As the global financial system pivots from the turbulent final quarter of 2025 into 2026, investors face a landscape defined by a profound “bifurcation”—a divergence in monetary policy views, economic data signals, and sectoral performance that has not been seen in decades. The Federal Reserve’s December 2025 meeting served as the inflection point for this new regime. While the Federal Open Market Committee (FOMC) delivered a widely anticipated 25 basis point reduction in the federal funds rate to a range of 3.50%–3.75%, the decision was accompanied by an unprecedented 9-3 split vote and a “hawkish cut” narrative that has fundamentally recalibrated market expectations.

The immediate economic backdrop is uniquely complex. The United States economy is emerging from a historic 43-day government shutdown—the longest in history—that created a significant “data void,” obscuring the true state of labor and inflation dynamics at a critical policy juncture. Simultaneously, the imposition of a 10% universal tariff, alongside significantly higher reciprocal levies on specific trading partners, is creating powerful cross-currents of inflationary pressure and growth drag that models are struggling to quantify. Despite these headwinds, the “animal spirits” of the market remain buoyed by the structural tailwind of Artificial Intelligence (AI) investment and a quiet but massive liquidity injection via the Fed’s new “Reserve Management Purchases” program—a mechanism effectively restarting balance sheet expansion under a new, less politically charged guise.

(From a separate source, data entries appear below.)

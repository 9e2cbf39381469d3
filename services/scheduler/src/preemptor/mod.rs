//! Preemption engine.
//!
//! The preemptor decides which active tasks on a host may be evicted to make
//! room for a pending task. Victim selection is single-host: the caller
//! iterates hosts and hands this module the candidates on each.
//!
//! A task may preempt another if the resources freed by a set of victims
//! (plus any free slack on the host) satisfy the pending task under the
//! scheduling filter, and every victim is individually eligible: a
//! non-preemptible task may evict preemptible ones, and within a role a
//! higher priority evicts a lower one.

mod victim_filter;

pub use victim_filter::PreemptionVictimFilter;

use std::sync::atomic::{AtomicU64, Ordering};
use std::sync::Arc;

use serde::{Deserialize, Serialize};

use muster_resources::ResourceBag;

use crate::task::{ScheduledTask, TaskConfig};

/// Projection of an active task sufficient for victim selection.
#[derive(Debug, Clone, PartialEq, Serialize, Deserialize)]
pub struct PreemptionVictim {
    pub task_id: String,
    pub slave_host: String,
    /// Resources the task currently holds; may include revocable components.
    pub resources: ResourceBag,
    pub config: TaskConfig,
}

impl PreemptionVictim {
    /// Projects an assigned task record; `None` for unassigned records.
    pub fn from_task(task: &ScheduledTask) -> Option<Self> {
        let slave_host = task.assigned_task.slave_host.clone()?;
        Some(Self {
            task_id: task.id().to_string(),
            slave_host,
            resources: task.config().resources.clone(),
            config: task.config().clone(),
        })
    }

    pub fn role(&self) -> &str {
        &self.config.role
    }

    pub fn priority(&self) -> i32 {
        self.config.priority
    }
}

/// An on-host resource envelope: the free resources a slave currently offers.
#[derive(Debug, Clone, PartialEq, Serialize, Deserialize)]
pub struct HostOffer {
    pub hostname: String,
    pub slave_id: String,
    pub resources: ResourceBag,
}

/// Counters exported by the preemption engine.
#[derive(Debug, Default, Clone)]
pub struct PreemptorMetrics {
    inner: Arc<MetricsInner>,
}

#[derive(Debug, Default)]
struct MetricsInner {
    missing_attributes: AtomicU64,
}

impl PreemptorMetrics {
    pub fn record_missing_attributes(&self) {
        self.inner.missing_attributes.fetch_add(1, Ordering::Relaxed);
    }

    pub fn missing_attributes(&self) -> u64 {
        self.inner.missing_attributes.load(Ordering::Relaxed)
    }
}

QT 2 ending with bank reserves at nearly double QT 1
RMPs to the rescue

For investors, 2026 will not be a year of passive beta accumulation. The “easy money” trade of 2024-2025 is evolving into a market of extreme dispersion. The looming transition of the Fed Chairmanship in May 2026, with Kevin Hassett emerging as the distinct frontrunner, introduces a new vector of political and policy risk that threatens to upend the central bank’s reaction function. Consequently, our strategic outlook prioritizes active sector selection—favoring AI infrastructure and domestic producers over tariff-exposed importers—aggressive yield curve positioning in anticipation of a steepening curve, and hard asset diversification to hedge against the dual risks of sticky inflation and fiscal dominance.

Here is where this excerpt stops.